_What to work on_
Find how many lines in this data contain the string "Self". Respond with only that number.

_Input material_
----------------------------------------

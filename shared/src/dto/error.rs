use serde::{Deserialize, Serialize};
use serde_json::Value;

/// Error body returned by the tokenization API.
///
/// Every field is optional: server error shapes vary between endpoints.
#[derive(Debug, Clone, Default, Serialize, Deserialize, PartialEq)]
pub struct ErrorBody {
    #[serde(default, skip_serializing_if = "Option::is_none")]
    pub message: Option<String>,
    #[serde(default, skip_serializing_if = "Option::is_none")]
    pub code: Option<String>,
    #[serde(default, skip_serializing_if = "Option::is_none")]
    pub detail: Option<Value>,
}

impl ErrorBody {
    /// Extracts whatever fields are usable from an arbitrary error payload.
    ///
    /// Validation errors send `message` as an array of strings, which are joined.
    /// A numeric `code` is kept as its decimal text. Fields of any other shape are
    /// dropped individually instead of discarding the whole body.
    pub fn from_value(value: &Value) -> Self {
        let message = match value.get("message") {
            Some(Value::String(s)) => Some(s.clone()),
            Some(Value::Array(items)) => {
                let parts: Vec<&str> = items.iter().filter_map(Value::as_str).collect();
                Some(parts.join(", "))
            }
            _ => None,
        };
        let code = match value.get("code") {
            Some(Value::String(s)) => Some(s.clone()),
            Some(Value::Number(n)) => Some(n.to_string()),
            _ => None,
        };
        let detail = value.get("detail").filter(|d| !d.is_null()).cloned();

        Self {
            message,
            code,
            detail,
        }
    }

    /// Parses raw response bytes; anything that is not JSON yields an empty body.
    pub fn from_slice(body: &[u8]) -> Self {
        serde_json::from_slice::<Value>(body)
            .map(|value| Self::from_value(&value))
            .unwrap_or_default()
    }
}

----------------------------------------

_Answer below_
4